Time for another look at AbbVie’s work on Rova-T (an antibody-drug conjugate targeting the tumor antigen DLL3), and for some hard thoughts about what drug development is really like. The last time I wrote about this program, things didn’t look good. Now they look even worse. A Phase III trial of the drug has been halted because the treatment group is showing higher mortality than the standard-of-care control group.
AbbVie bought Stemcentrx for nearly six billion dollars (cash, not biobucks!) in a deal that I characterized as “either very smart or very stupid” in order to get their hands on this therapy and its follow-ups, and right now it looks like that entire investment is in danger of being a lost cause that will never be recovered. But let’s step into the time machine. We don’t have to charge up the batteries very much, because we’re just going to go back to 2015. That’s when the first clinical results for Rova-T were reported. The paper called it a “promising first-in-class” treatment. Now we move up to 2016, and trial results in small-cell lung cancer. That was not as impressive a showing, but still characterized as “encouraging”, with “manageable toxicity”. If you go back to March of this year, the further results made it look like the compound was, at best, only about as good as the standard of care, and a vast amount of money was trimmed off AbbVie’s market capitalization. In June the company presented an even more thorough look at the data, which made the entire program look like it wasn’t even as good as currently available therapies, and thus nearly pointless.
And now it’s gone past pointless to dangerous. This drug has, within the space of three years, gone from looking as if it would save lives to being statistically proven to accelerate death. And here’s the key thing to realize: this is not some weird outlier. Sure, AbbVie paid a lot of money for this, and they probably should have waiting to see some more clinical data before jumping in. And sure, Stemcentrx has the whole Peter-Thiel-Silicon-Valley history behind it. And it’s also tied into the whole complicated story of cancer stem cells. But those (interesting as they are by themselves) are honestly side issues, and they don’t really have that much to do with the clinical success of Rova-T. This story is not worth paying attention to because it’s so different – it’s worth paying attention to because it happens all the damn time.

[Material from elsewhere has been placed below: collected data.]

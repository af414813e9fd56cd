pub mod record;
pub mod parser;
/// One branching option of a choice record: the label shown to the player
/// and the scene id loaded when it is picked.
#[derive(Debug, Clone, PartialEq, Eq)]
pub struct ChoiceOption {
    pub label: String,
    pub target: String,
}

/// One parsed line of a cuesheet.
///
/// `line` is the 1-based source line, kept for authoring diagnostics.
#[derive(Debug, Clone, PartialEq, Eq)]
pub enum Record {
    Dialogue {
        line: usize,
        speaker: String,
        expression: String,
        text: String,
    },
    Choice {
        line: usize,
        options: Vec<ChoiceOption>,
    },
}

impl Record {
    pub fn line(&self) -> usize {
        match self {
            Record::Dialogue { line, .. } | Record::Choice { line, .. } => *line,
        }
    }
}

/// A fully parsed scene script, records in file order.
#[derive(Debug, Clone, Default, PartialEq, Eq)]
pub struct Cuesheet {
    pub records: Vec<Record>,
}
mod fade;
mod typewriter;

pub use fade::Fade;
pub use typewriter::Typewriter;

use std::sync::Arc;

use log::{debug, error, info, warn};

use cuescript_core::record::Record;
use crate::config::DialogueConfig;
use crate::error::SequencerError;
use crate::event::{InputEvent, OutputEvent};
use crate::manager::SceneManager;
use crate::runtime::{CharacterTable, Ctx};

/// Panel visibility states. `revealing` and `choice_pending` are sub-flags
/// of `Showing`.
#[derive(Debug, Clone, Copy, PartialEq, Eq)]
pub enum PanelState {
    Hidden,
    FadingIn,
    Showing,
    FadingOut,
}

/// Owns dialogue session state and drives it from a single discrete
/// "advance" input plus a per-frame `update` tick. One instance, one
/// active scene at a time.
pub struct DialogueSequencer {
    config: DialogueConfig,
    characters: CharacterTable,
    manager: SceneManager,

    state: PanelState,
    records: Arc<[Record]>,
    cursor: usize,
    revealing: bool,
    choice_pending: bool,
    /// Full text of the current dialogue record, so a fast-forward can
    /// recover the whole line.
    current_text: String,

    fade: Option<Fade>,
    typewriter: Typewriter,
}

impl DialogueSequencer {
    pub fn new(config: DialogueConfig, characters: CharacterTable, manager: SceneManager) -> Self {
        Self {
            config,
            characters,
            manager,
            state: PanelState::Hidden,
            records: Arc::from([]),
            cursor: 0,
            revealing: false,
            choice_pending: false,
            current_text: String::new(),
            fade: None,
            typewriter: Typewriter::default(),
        }
    }

    pub fn state(&self) -> PanelState {
        self.state
    }

    pub fn is_revealing(&self) -> bool {
        self.revealing
    }

    pub fn is_choice_pending(&self) -> bool {
        self.choice_pending
    }

    /// Index of the next unread record.
    pub fn cursor(&self) -> usize {
        self.cursor
    }

    pub fn record_count(&self) -> usize {
        self.records.len()
    }

    /// Loads and validates the script for `scene_id`, replacing the whole
    /// session: cursor back to 0, panel contents cleared.
    pub fn load_scene(&mut self, ctx: &mut Ctx, scene_id: &str) -> Result<(), SequencerError> {
        let records = self.manager.load(scene_id)?;

        // Fail fast on authoring mistakes: every dialogue speaker must be
        // in the character table before anything is displayed.
        for record in records.iter() {
            if let Record::Dialogue { line, speaker, .. } = record {
                if self.characters.get(speaker).is_none() {
                    error!(
                        "unknown speaker `{}` in scene `{}` line {}",
                        speaker, scene_id, line
                    );
                    return Err(SequencerError::UnknownSpeaker {
                        speaker: speaker.clone(),
                        scene: scene_id.to_string(),
                        line: *line,
                    });
                }
            }
        }

        ctx.active_scene = scene_id.to_string();
        ctx.clear_panel();
        self.records = records;
        self.cursor = 0;
        self.revealing = false;
        self.choice_pending = false;
        self.typewriter.cancel();
        self.current_text.clear();

        info!("Scene `{}` ready: {} record(s)", scene_id, self.records.len());
        ctx.push(OutputEvent::SceneLoaded {
            id: scene_id.to_string(),
            records: self.records.len(),
        });
        Ok(())
    }

    /// The single externally-triggered action. Eaten while the panel is
    /// fading, while a choice is pending, or when the active scene has no
    /// script file.
    pub fn advance(&mut self, ctx: &mut Ctx) {
        if matches!(self.state, PanelState::FadingIn | PanelState::FadingOut) {
            debug!("advance eaten: panel transition in progress");
            return;
        }
        if self.choice_pending {
            debug!("advance eaten: choice pending");
            return;
        }
        if !self.manager.has_scene(&ctx.active_scene) {
            debug!("advance eaten: no script for scene `{}`", ctx.active_scene);
            return;
        }

        match self.state {
            PanelState::Hidden => {
                // Opening the panel re-loads the active scene from scratch.
                let scene_id = ctx.active_scene.clone();
                if let Err(e) = self.load_scene(ctx, &scene_id) {
                    warn!("cannot open dialogue panel: {}", e);
                    return;
                }
                self.start_fade(ctx, 1.0);
                self.state = PanelState::FadingIn;
            }
            PanelState::Showing => {
                if self.cursor >= self.records.len() && !self.revealing {
                    if self.config.clear_after_scene {
                        ctx.active_scene.clear();
                    }
                    self.start_fade(ctx, 0.0);
                    self.state = PanelState::FadingOut;
                } else if self.revealing {
                    // Fast-forward: cancel the reveal and fill the text
                    // region with the full line. Never skips to the next
                    // record.
                    self.typewriter.cancel();
                    ctx.text = self.current_text.clone();
                    self.revealing = false;
                } else {
                    self.next_record(ctx);
                }
            }
            PanelState::FadingIn | PanelState::FadingOut => unreachable!(),
        }
    }

    /// Player picked option `index` from the pending choice set. Loads the
    /// option's target scene; the replaced script does not auto-advance.
    pub fn select_choice(&mut self, ctx: &mut Ctx, index: usize) -> Result<(), SequencerError> {
        if !self.choice_pending {
            return Err(SequencerError::NotAwaitingChoice);
        }
        let Some(option) = ctx.choices.get(index).cloned() else {
            return Err(SequencerError::ChoiceOutOfRange {
                index,
                len: ctx.choices.len(),
            });
        };

        self.choice_pending = false;
        info!("choice `{}` -> scene `{}`", option.label, option.target);
        ctx.push(OutputEvent::ChoiceTaken {
            label: option.label,
            target: option.target.clone(),
        });
        self.load_scene(ctx, &option.target)
    }

    /// Thin input dispatcher for hosts that route events rather than call
    /// methods directly.
    pub fn feed(&mut self, ctx: &mut Ctx, ev: InputEvent) {
        match ev {
            InputEvent::Advance => self.advance(ctx),
            InputEvent::ChoiceMade { index } => {
                if let Err(e) = self.select_choice(ctx, index) {
                    warn!("choice rejected: {}", e);
                }
            }
        }
    }

    /// Frame tick: resumes whichever cooperative tasks are alive (at most
    /// one fade and one reveal).
    pub fn update(&mut self, ctx: &mut Ctx, dt: f32) {
        let mut completed: Option<f32> = None;
        if let Some(fade) = &mut self.fade {
            ctx.panel_alpha = fade.tick(dt);
            ctx.panel_interactable = ctx.panel_alpha >= 1.0;
            if fade.finished() {
                completed = Some(fade.target());
            }
        }

        if let Some(target) = completed {
            self.fade = None;
            ctx.panel_alpha = target;
            ctx.panel_interactable = target >= 1.0;

            if target >= 1.0 {
                self.state = PanelState::Showing;
                ctx.push(OutputEvent::PanelShown);
                if !self.revealing {
                    self.next_record(ctx);
                }
            } else {
                self.state = PanelState::Hidden;
                ctx.push(OutputEvent::PanelHidden);
            }
        }

        if self.revealing {
            self.typewriter.tick(dt, &mut ctx.text);
            if !self.typewriter.is_active() {
                self.revealing = false;
            }
        }
    }

    fn start_fade(&mut self, ctx: &Ctx, to: f32) {
        // A new fade cancels any reveal still in flight; characters
        // already on screen stay put.
        self.typewriter.cancel();
        self.revealing = false;
        self.fade = Some(Fade::new(ctx.panel_alpha, to, self.config.fade_duration));
    }

    /// Parses the record under the cursor and drives the display.
    fn next_record(&mut self, ctx: &mut Ctx) {
        let Some(record) = self.records.get(self.cursor).cloned() else {
            debug!("no record at cursor {}", self.cursor);
            return;
        };
        self.cursor += 1;

        match record {
            Record::Choice { options, .. } => {
                self.choice_pending = true;
                ctx.choices = options.clone();
                debug!("choice surface: {} option(s)", options.len());
                ctx.push(OutputEvent::ShowChoice { options });
            }
            Record::Dialogue {
                line,
                speaker,
                expression,
                text,
            } => {
                if let Err(e) = self.show_dialogue(ctx, &speaker, &expression, text, line) {
                    // Load-time validation makes this unreachable for
                    // scenes that went through `load_scene`.
                    error!("record halted: {}", e);
                }
            }
        }
    }

    fn show_dialogue(
        &mut self,
        ctx: &mut Ctx,
        speaker: &str,
        expression: &str,
        text: String,
        line: usize,
    ) -> Result<(), SequencerError> {
        let Some(character) = self.characters.get(speaker) else {
            return Err(SequencerError::UnknownSpeaker {
                speaker: speaker.to_string(),
                scene: ctx.active_scene.clone(),
                line,
            });
        };

        if let Some(clip) = &character.voice_clip {
            ctx.push(OutputEvent::PlayVoice { path: clip.clone() });
        }

        ctx.speaker = speaker.to_string();
        ctx.portrait = Some(match character.portrait(expression) {
            Some(asset) => asset.to_string(),
            None => {
                debug!(
                    "no `{}` portrait for `{}`, using default",
                    expression, speaker
                );
                self.config.default_portrait.clone()
            }
        });

        ctx.text.clear();
        self.current_text = text.clone();
        ctx.push(OutputEvent::ShowDialogue {
            speaker: speaker.to_string(),
            text: text.clone(),
        });

        self.typewriter.start(&text, self.config.reveal_delay);
        self.revealing = self.typewriter.is_active();
        Ok(())
    }
}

It really does. It’s a constant feature of drug development that things look much better in the earlier trials than the later ones. That’s because the early trials involve carefully selected patients, but it’s especially because the early trials are very small. Unless you’re dealing with a massive, epochal throw-away-your-crutches effect size, human biology is complex enough to make small trials only very crude indicators. Signs of success are only that – signs. You need to go into more patients, of more varied types and in more varied situations, more times. Every time. There is no substitute for large, well-controlled, well-designed human trials. No one likes to hear that, because everyone’s heard it before, and because it’s not exciting and new and holds out no promise for huge accelerated money-saving breakthroughs. But it’s true.
If you’re a biopharma investor, you need to constantly remind yourself of that. If you’re a reporter, you need to do the same. And if you’re a potential patient waiting on such a new therapy, it’s very hard news to be reminded of this, but reality is preferable and this is reality. In the clinic, most drugs fail. They don’t all fail in the brutal Greek-tragedy way that Rova-T is failing, but most drugs fail.
And finally, if you’re an advocate for getting the FDA out of the way by whatever way you want to call it, because you’re convinced that it’s some sort of big slow roadblock to live-saving drugs reaching needy patients, I have something to say to you: Rova-T. It was new, it was promising, it was exciting, it was first-in-class, its toxicity was manageable, its early results were compelling, and a big drug company thought it was worth six billion dollars in cash up front. You would have given it to all those needy patients right then, back in 2016. Wouldn’t you? And killed them faster.